David Salle is among the most important contemporary American painters, and his work has been cited as an influence on a broad range of other artists working in a variety of media.
Salle’s education began with mentor John Baldessari at California Institute of the Arts, Valencia, near Los Angeles, where he studied visual arts, film and theatre, as well as ballet, music and philosophy. Passages in Salle’s work not only reference artists like Robert Rauschenberg, Frank Stella and Andy Warhol, but also more diverse cultural figures such as Ludwig Wittgenstein and Jean-Luc Godard. Painting and drawing as well as film and installation, performance and stage design can all be associated with Salle’s work. As a painter whose work comes out of a tradition of installation and performance, Salle also designs sets and costumes for ballets and operas.
In his newest works, as shown in our focused cycle of 19, mostly small format canvases, David Salle develops an open-ended, yet concise visual poetry. His paintings seem to announce the end of painting’s grand narratives and how these narratives dissolve into numerous incompatible truths. His breathtaking and complex compositions set up a coexistence and an interweaving of heterogeneous material. The synthesis of two-dimensional, schematic drawing, Surrealism and old-masterly perfection gives the group of works presented at Gerhardsen Gerner a very unique character. The paintings are subtle and nuanced, and yet have an immediate visual impact.

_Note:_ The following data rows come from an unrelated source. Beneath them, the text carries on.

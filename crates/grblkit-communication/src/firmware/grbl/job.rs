//! Program streaming
//!
//! A [`JobStreamer`] holds the immutable program and a cursor. The writer
//! context asks it to top up the scheduler; the decoder reports every
//! resolved job line back to it. Only the decoder moves a job to `Complete`.

use grblkit_core::{JobPhase, JobSummary};

use super::utils;
use crate::communication::{CommandScheduler, LineOrigin, QueuedLine};

/// Whether a program line is transmitted: something is left once comments
/// are removed
pub fn is_sendable(line: &str) -> bool {
    !utils::strip_comments(line).is_empty()
}

/// One active job
#[derive(Debug)]
pub struct JobStreamer {
    lines: Vec<String>,
    cursor: usize,
    summary: JobSummary,
}

impl JobStreamer {
    /// Start a job; `None` if the program has nothing to send
    pub fn new(lines: Vec<String>) -> Option<Self> {
        let sendable = lines.iter().filter(|l| is_sendable(l)).count();
        if sendable == 0 {
            return None;
        }
        let mut job = Self {
            summary: JobSummary::new(lines.len(), sendable),
            lines,
            cursor: 0,
        };
        job.skip_unsendable();
        Some(job)
    }

    fn skip_unsendable(&mut self) {
        while self
            .lines
            .get(self.cursor)
            .is_some_and(|line| !is_sendable(line))
        {
            self.cursor += 1;
        }
    }

    /// Current phase
    pub fn phase(&self) -> JobPhase {
        self.summary.phase
    }

    /// Progress so far
    pub fn summary(&self) -> &JobSummary {
        &self.summary
    }

    /// Index of the next line to send
    pub fn cursor(&self) -> usize {
        self.cursor
    }

    /// Whether every sendable line has been handed to the scheduler
    pub fn all_queued(&self) -> bool {
        self.cursor >= self.lines.len()
    }

    /// Whether the device has answered every sendable line
    pub fn all_resolved(&self) -> bool {
        self.all_queued() && self.summary.resolved >= self.summary.sendable_lines
    }

    /// Hand lines to the scheduler while streaming, keeping at most
    /// `max_pending` job lines waiting. Returns how many were queued.
    pub fn feed(&mut self, scheduler: &mut CommandScheduler, max_pending: usize) -> usize {
        let mut queued = 0;
        while self.summary.phase == JobPhase::Streaming
            && !self.all_queued()
            && scheduler.pending_job_lines() < max_pending
        {
            let text = self.lines[self.cursor].trim().to_string();
            if let Err(e) = scheduler.enqueue(QueuedLine::new(text, LineOrigin::Job, true)) {
                tracing::debug!("Job feed paused: {}", e);
                break;
            }
            self.cursor += 1;
            self.summary.queued += 1;
            queued += 1;
            self.skip_unsendable();
        }
        queued
    }

    /// Account for one job line answered by the device
    pub fn line_resolved(&mut self, rejected: bool) {
        self.summary.resolved += 1;
        if rejected {
            self.summary.rejected += 1;
        }
    }

    /// `Streaming → Paused`
    pub fn pause(&mut self) -> bool {
        if self.summary.phase != JobPhase::Streaming {
            return false;
        }
        self.summary.phase = JobPhase::Paused;
        true
    }

    /// `Paused → Streaming`
    pub fn resume(&mut self) -> bool {
        if self.summary.phase != JobPhase::Paused {
            return false;
        }
        self.summary.phase = JobPhase::Streaming;
        true
    }

    /// Move to `Complete` if streaming and every line is resolved.
    ///
    /// While paused, completion is deferred until the job resumes.
    pub fn try_complete(&mut self) -> Option<JobSummary> {
        if self.summary.phase != JobPhase::Streaming || !self.all_resolved() {
            return None;
        }
        self.summary.finish(JobPhase::Complete);
        Some(self.summary.clone())
    }

    /// Abort; returns the final summary
    pub fn stop(mut self) -> JobSummary {
        self.summary.finish(JobPhase::Stopped);
        self.summary
    }
}
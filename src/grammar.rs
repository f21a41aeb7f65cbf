//! Token grammar for the options region.
//!
//! This module classifies a single token as an option, the `--` break,
//! a malformed option, or something that is not an option at all.
//! Short tokens (`-v`, `-v=1`) are rewritten to their long form first.

use crate::value::OptionValue;
use once_cell::sync::Lazy;
use regex::Regex;
use std::borrow::Cow;
use std::collections::HashMap;

/// Introducer of a long option, and the literal break token.
pub const BREAK: &str = "--";

/// `-X` or `-X=VALUE`, X a single ASCII word character.
static SHORT_OPTION: Lazy<Regex> = Lazy::new(|| {
    Regex::new(r"^-([A-Za-z0-9_])(?:=((?s:.*)))?$").expect("short option pattern is valid")
});

/// `NAME` or `NAME=VALUE` after the `--` introducer.
static LONG_OPTION: Lazy<Regex> = Lazy::new(|| {
    Regex::new(r"^([A-Za-z0-9][A-Za-z0-9_-]*)(?:=((?s:.*)))?$")
        .expect("long option pattern is valid")
});

/// Classification of a token in the options region.
#[derive(Debug, Clone, PartialEq, Eq)]
pub enum Token<'a> {
    /// Exactly `--`
    Break,
    /// `--NAME`, `--NAME=` or `--NAME=VALUE`
    Option { name: &'a str, value: OptionValue },
    /// Starts with `--` but the rest does not fit the name grammar
    Malformed,
    /// Does not start with `--`; ends the options region
    NotOption,
}

/// Rewrite a short option token into its long form.
///
/// The single character is looked up in `short_map`; when it is not mapped
/// the character itself becomes the long name, so `-x` and `--x` end up
/// the same. Anything that is not short-option shaped is returned untouched.
pub fn rewrite_short<'a>(token: &'a str, short_map: &HashMap<char, String>) -> Cow<'a, str> {
    let Some(caps) = SHORT_OPTION.captures(token) else {
        return Cow::Borrowed(token);
    };

    let short = &caps[1];
    let name = short
        .chars()
        .next()
        .and_then(|c| short_map.get(&c))
        .map(String::as_str)
        .unwrap_or(short);

    let long = match caps.get(2) {
        Some(value) => format!("{BREAK}{name}={}", value.as_str()),
        None => format!("{BREAK}{name}"),
    };
    log::trace!("rewrote short option {token:?} to {long:?}");
    Cow::Owned(long)
}

/// Classify a single (already rewritten) token.
///
/// # Rules
///
/// - `--` alone is the break
/// - `--` followed by a valid name, optionally `=VALUE`, is an option
/// - `--` followed by anything else is malformed
/// - Everything else (including lone `-` and `-abc`) is not an option
pub fn classify(token: &str) -> Token<'_> {
    let Some(rest) = token.strip_prefix(BREAK) else {
        return Token::NotOption;
    };

    if rest.is_empty() {
        return Token::Break;
    }

    match LONG_OPTION.captures(rest) {
        Some(caps) => {
            // Group 1 always participates in a match.
            let name = caps.get(1).map_or("", |m| m.as_str());
            let value = match caps.get(2) {
                Some(v) => OptionValue::Value(v.as_str().to_string()),
                None => OptionValue::Present,
            };
            Token::Option { name, value }
        }
        None => Token::Malformed,
    }
}
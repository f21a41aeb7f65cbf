//! Option values.

/// Value stored for a parsed option.
///
/// Keeps the three cases apart that a plain string cannot:
/// `--flag` gives [`OptionValue::Present`], `--flag=` gives an empty
/// [`OptionValue::Value`], and an option that was never given has no entry at all.
#[derive(Debug, Clone, PartialEq, Eq, Hash)]
pub enum OptionValue {
    /// Option given without `=`
    Present,
    /// Option given as `NAME=VALUE` (value may be empty)
    Value(String),
}

impl OptionValue {
    /// True for a bare `--NAME` option.
    pub fn is_present(&self) -> bool {
        matches!(self, OptionValue::Present)
    }

    /// The string value, or `None` for a bare option.
    pub fn as_str(&self) -> Option<&str> {
        match self {
            OptionValue::Present => None,
            OptionValue::Value(s) => Some(s.as_str()),
        }
    }

    /// Consume into the string value, or `None` for a bare option.
    pub fn into_string(self) -> Option<String> {
        match self {
            OptionValue::Present => None,
            OptionValue::Value(s) => Some(s),
        }
    }
}

impl std::fmt::Display for OptionValue {
    fn fmt(&self, f: &mut std::fmt::Formatter<'_>) -> std::fmt::Result {
        match self {
            OptionValue::Present => write!(f, "true"),
            OptionValue::Value(s) => f.write_str(s),
        }
    }
}

impl From<&str> for OptionValue {
    fn from(s: &str) -> Self {
        OptionValue::Value(s.to_string())
    }
}

impl From<String> for OptionValue {
    fn from(s: String) -> Self {
        OptionValue::Value(s)
    }
}

impl PartialEq<str> for OptionValue {
    fn eq(&self, other: &str) -> bool {
        self.as_str() == Some(other)
    }
}

impl PartialEq<&str> for OptionValue {
    fn eq(&self, other: &&str) -> bool {
        self.as_str() == Some(*other)
    }
}

/// `Present == true`; a string value never equals a bool.
impl PartialEq<bool> for OptionValue {
    fn eq(&self, other: &bool) -> bool {
        self.is_present() && *other
    }
}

In the large scale painting Lookout, 2010, the viewer sees an Adirondack chair in the lower part of the painting, and a female body in stage of undress in the upper part. The body is rendered in economical precise thin washes which somewhat paradoxically increases a monumental sculptural presence. In these paintings as a group, there is a reciprocity of body, object, solidity, transparency, of inside and outside – which results in a feeling that the paintings just „happened“ more than that they were „made“. At times, it is as if the painting is caught unawares, in the midst of arranging itself.
Salle works primarily with composition – there is an analogy in his method to that of an orchestra conductor, or a choreographer. In larger works, Salle cites from art history, and then superimposes upon a somewhat schematic ground, motifs from cartoons, advertising, still-life painting, and the like. In some paintings, he places fresco-like nudes, tapestry-design elements, shells, pensive female portraits, objects like rowboats, fabrics or sculptures in the centre of the canvas. One moment the viewer tastes a bit of commercial materialism, the next moment, suburban theatre or even a little sex. Salle hereby never spotlights the new, he instead recombines pre-existing ideas with new application like contemporary computer aesthetics. One of the most sophisticated colorists working today, Salle’s figures at times seem to be accidentally exposed on a ground of lush color. The application of the paint appears casual, and yet is finely calibrated to the overall schema.
Over the course of the eighties, Salle quickly became the protagonist of the figurative painting scene in New York. Since then, his works have been presented in many international solo exhibitions, for instance at the Stedelijk Museum Amsterdam, the MUMOK Vienna, the Castello di Rivoli Turin, the Guggenheim Museum Bilbao, the Whitney Museum of American Art New York, and the Museum of Contemporary Art Los Angeles. His works are included in major public collections such as that of The Art Institute of Chicago, MoMA, the Whitney, the Essl Collection Vienna, the Guggenheim Museum New York, the Ludwig Museum Cologne, the Nationalgalerie Berlin, among many others.
David Salle lives and works in New York City and East Hampton (Long Island).